However, Forrester's groundbreaking work in the field of supply chain management is just one node in a fascinating research and academic career that spans six decades and continues today.
During World War II, Forrester and MIT colleague Gordon Brown -- Forrester's mentor -- developed servomechanisms for controlling military radar antennas and gun mounts.
After the war, the U.S. Navy commissioned them to design an aircraft flight simulator using analog computer technology. Instead, Forrester and Brown designed the Whirlwind digital computer for experimental development of military combat information systems -- which evolved into computers for NORAD's air-defense system and helped launch the modern computer revolution.
Ultimately, though, Forrester sees his legacy as the creator of "system dynamics," a methodology that used computer simulation to analyze problems in complex social, managerial, economic or ecological systems.
Introduced in Forrester's book "Industrial Dynamics" in 1961, the methodology was born from his analysis of supply chain management practices at a General Electric plant in Kentucky.
Decades later, system dynamics is being applied in economics, public policy, environmental studies, defense, theory-building in social science and other areas.
Forrester, now 93, devotes much of his time and energy to promoting system dynamics as a core curriculum for K-12 schools.
"I think that system dynamics and what we're doing in K-12 will far overshadow what we did in computers," Forrester says.
Consumer-driven innovation and consistent sustainable growth was the hallmark of Alan (A.G.) Lafley's leadership at Procter & Gamble Co.
Lafley served as president and CEO of Procter & Gamble from 2000 to 2009, capping a three-decade career with the company. At a time when P&G's results had been slipping, Lafley in the 2000s focused the company on core businesses and brands; faster-growing and higher-margin beauty, grooming and health care businesses; and winning in developing markets.
When Lafley retired in 2010, P&G had more than doubled its sales since the beginning of the decade, and the company's portfolio of billion-dollar brands had grown from 10 to 22. The number of brands with sales between $500 million and $1 billion had increased fivefold and P&G's market capitalization had more than doubled.
He joined the company in 1977, after receiving his bachelor of arts degree from Hamilton College and an MBA from Harvard University and became chairman of the board in 2002.
His dedication to the philosophy that the "consumer is boss" resulted in a book he co-authored called "The Game-Changer." At P&G the phrase was more than a slogan. "It was a clear, simple and inclusive cultural priority for both our employees and our external stakeholders, such as suppliers and retail partners," Lafley wrote.
In 2010, he was recognized with the Edison Achievement Award -- one of just a handful of business CEOs to ever receive the honor. The award recognizes distinguished business executives who have made a significant and lasting contribution to innovation.

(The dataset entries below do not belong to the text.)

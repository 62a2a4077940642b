//! Progress reporting passed into the orchestrator.
//!
//! The core never renders UI. It calls a [`ProgressReporter`] at table
//! start, after each committed chunk and once per table outcome; the CLI
//! supplies a progress-bar implementation, tests use [`NoopReporter`].

use tracing::info;

use crate::orchestrator::{MigrationOutcome, MigrationStatus};

/// Observer for per-table and per-chunk progress.
pub trait ProgressReporter: Send + Sync {
    /// Transfer for `table` is about to start. `total` is `None` when the
    /// row count could not be estimated.
    fn on_table_start(&self, _table: &str, _total: Option<u64>) {}

    /// A chunk committed; `rows_so_far` counts all committed rows of `table`.
    fn on_chunk_progress(&self, table: &str, rows_so_far: u64, total: Option<u64>);

    /// Final record for `table`.
    fn on_table_outcome(&self, outcome: &MigrationOutcome);
}

/// Reports progress as log events.
#[derive(Debug, Default, Clone, Copy)]
pub struct TracingReporter;

impl ProgressReporter for TracingReporter {
    fn on_chunk_progress(&self, table: &str, rows_so_far: u64, total: Option<u64>) {
        match total {
            Some(total) if total > 0 => info!(
                "{}: {}/{} rows ({:.1}%)",
                table,
                rows_so_far,
                total,
                rows_so_far as f64 * 100.0 / total as f64
            ),
            _ => info!("{}: {} rows", table, rows_so_far),
        }
    }

    fn on_table_outcome(&self, outcome: &MigrationOutcome) {
        if outcome.status == MigrationStatus::Success {
            info!(
                "{}: done, {} rows, {} indexes",
                outcome.table_name, outcome.rows_migrated, outcome.indexes_migrated
            );
        }
    }
}

/// Discards all progress.
#[derive(Debug, Default, Clone, Copy)]
pub struct NoopReporter;

impl ProgressReporter for NoopReporter {
    fn on_chunk_progress(&self, _table: &str, _rows_so_far: u64, _total: Option<u64>) {}

    fn on_table_outcome(&self, _outcome: &MigrationOutcome) {}
}
//! Core traits for database-agnostic data migration.
//!
//! - [`SchemaInspector`]: column and index metadata for a named table
//! - [`SourceReader`]: query metadata, row counts and chunked cursors
//! - [`TargetWriter`]: DDL application and chunk writes
//! - [`Dialect`]: SQL syntax strategy for a database engine

use async_trait::async_trait;

use crate::error::Result;

use super::schema::{ColumnDescriptor, DdlStatement, IndexDescriptor, SourceQuery, TableRef};
use super::value::Batch;

/// Read table metadata from a database catalog.
///
/// Both methods return an empty result, not an error, when the table does
/// not exist.
#[async_trait]
pub trait SchemaInspector: Send + Sync {
    /// Columns in catalog order.
    async fn describe_columns(&self, table: &TableRef) -> Result<Vec<ColumnDescriptor>>;

    /// Indexes on the table, ordered by name.
    async fn describe_indexes(&self, table: &TableRef) -> Result<Vec<IndexDescriptor>>;

    /// Release pooled connections once the run is over.
    fn close(&self) {}
}

/// Read rows from a source database.
#[async_trait]
pub trait SourceReader: SchemaInspector {
    /// Result columns of a query, without executing it.
    async fn describe_query(&self, sql: &str) -> Result<Vec<ColumnDescriptor>>;

    /// Number of rows the query returns.
    async fn count_rows(&self, query: &SourceQuery) -> Result<u64>;

    /// Execute the query behind a server-side cursor.
    ///
    /// The cursor yields batches of exactly `fetch_size` rows; only the last
    /// batch may be smaller.
    async fn open_cursor(&self, query: &SourceQuery, fetch_size: usize)
        -> Result<Box<dyn RowCursor>>;
}

/// Forward-only cursor over a query result.
///
/// Dropping a cursor without calling [`RowCursor::close`] must still release
/// the underlying connection.
#[async_trait]
pub trait RowCursor: Send {
    /// Next batch, or `None` once the result is exhausted.
    async fn fetch(&mut self) -> Result<Option<Batch>>;

    /// Close the cursor and release its connection.
    async fn close(self: Box<Self>) -> Result<()>;
}

/// Write schema and rows to a target database.
#[async_trait]
pub trait TargetWriter: SchemaInspector {
    /// SQL syntax used to render this writer's statements.
    fn dialect(&self) -> &dyn Dialect;

    /// Apply one DDL statement.
    async fn apply_ddl(&self, stmt: &DdlStatement) -> Result<()>;

    /// Insert a batch inside its own transaction and commit it.
    ///
    /// `columns` describes the target columns in the order of the values of
    /// each row. Returns the number of rows written.
    async fn write_chunk(
        &self,
        table: &TableRef,
        columns: &[ColumnDescriptor],
        batch: Batch,
    ) -> Result<u64>;
}

/// SQL syntax strategy for a database engine.
pub trait Dialect: Send + Sync {
    /// Longest identifier the engine keeps without truncation.
    fn max_identifier_len(&self) -> usize;

    /// Quote an identifier.
    fn quote_ident(&self, name: &str) -> String;

    /// Quoted, optionally schema-qualified table name.
    fn qualify(&self, table: &TableRef) -> String {
        match &table.schema {
            Some(schema) => format!(
                "{}.{}",
                self.quote_ident(schema),
                self.quote_ident(&table.name)
            ),
            None => self.quote_ident(&table.name),
        }
    }

    /// Full SQL text of a DDL statement.
    fn render_ddl(&self, stmt: &DdlStatement) -> String;

    /// SQL text the source executes for a query.
    fn render_query(&self, query: &SourceQuery) -> String;
}
//! Configuration loading and validation.

mod credentials;
mod types;
mod validation;

pub use credentials::{Credentials, Role};
pub use types::*;

use crate::error::Result;
use std::path::Path;

impl Config {
    /// Load configuration from a YAML file.
    pub fn load<P: AsRef<Path>>(path: P) -> Result<Self> {
        let content = std::fs::read_to_string(path)?;
        Self::from_yaml(&content)
    }

    /// Parse configuration from a YAML string.
    pub fn from_yaml(yaml: &str) -> Result<Self> {
        let raw: RawConfig = serde_yaml::from_str(yaml)?;
        validation::validate(raw)
    }
}

#[cfg(test)]
mod tests {
    use super::*;
    use crate::error::MigrateError;
    use std::io::Write;

    #[test]
    fn test_load_from_file() {
        let mut file = tempfile::NamedTempFile::new().unwrap();
        writeln!(file, "tables:\n  - name: public.users\n    chunk_size: 250").unwrap();

        let config = Config::load(file.path()).unwrap();
        assert_eq!(config.tables[0].source_name, "public.users");
        assert_eq!(config.tables[0].chunk_size, Some(250));
    }

    #[test]
    fn test_missing_file_is_io_error() {
        let dir = tempfile::tempdir().unwrap();
        let err = Config::load(dir.path().join("absent.yaml")).unwrap_err();
        assert!(matches!(err, MigrateError::Io(_)));
    }
}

Lafley serves as a special partner at Clayton, Dubilier and Rice, a private-equity investment firm, and as chairman of the board of trustees of Hamilton College. Lafley also served as a director at Dell Inc. during the past five years.
Lafley's successor Bob McDonald called Lafley "one of the greatest CEOs, if not the greatest CEO, in the history of P&G."
Anyone who has ever used a personal computer owes a debt of gratitude to Gordon Moore.
When Moore and Robert Noyce left Fairchild Semiconductor to form Intel Corp. in 1968, they created a company -- and an industry -- that forever changed how the world works.
"There were no personal computers before Intel drove the microprocessor to the level it's achieved," Microsoft Corp. Chairman Bill Gates noted in a video marking the 40th anniversary of the world's first microprocessor, which Intel launched in 1971.
While Noyce served as CEO during Intel's early years, Moore's now-famous theory on the pace of silicon-technology development laid the foundation for the company's -- and the industry's -- basic business model.
In 1965, Moore predicted that the number of components the semiconductor industry would be able to place on a computer chip would double every year (in 1975, he revised his theory to two years). Business-performance author Jim Collins believes "Moore's Law" has been a cornerstone of Intel's success.
"Is Intel an innovation story? Yes, in part. But ultimately it is a consistency story of driving down Moore's Law year after year," Collins said in a recent interview with IndustryWeek. "The original Gordon Moore article appeared in 1965. The early articulation of Moore's Law wasn't just to double the number of components on a chip, but to do so at affordable cost. That was the critical thing -- at affordable cost.
"... [Intel] had this incredible reputation for delivering consistently and getting its cost in line and making good on its promises to customers consistently, and then its customers could rely on them consistently. If Intel only had innovative chips but hadn't had that incredible consistency in the way it went about building things, it would not have been Intel."
After serving as executive vice president during Intel's early years, Moore became president and CEO in 1975 and held that post until he was elected chairman and CEO in 1979. He remained CEO until 1987 and was named chairman emeritus in 1997.
The birth of the first programmable controller -- perhaps the most important innovation in the history of factory automation -- began with a hangover.
It was Jan. 1, 1968, and Dick Morley was working on a project for Bedford Associates, a contract-engineering firm that he and a friend launched a few years earlier in Bedford, Mass. Morley -- an engineer, machinist and MIT dropout -- was feeling the effects of his New Year's Eve revelry. "I had a hangover, and I didn't feel good," Morley says. "And I was late on the project."
It wasn't just the hangover that had made Morley cranky. After several years of building the same custom machine-tool controls for his clients "over and over again," Morley couldn't bear the thought of building yet another one.
"Everything was built on an individual basis," he recalls. "And I said, ‘Geez, I don't want to do this again.' That was my incentive."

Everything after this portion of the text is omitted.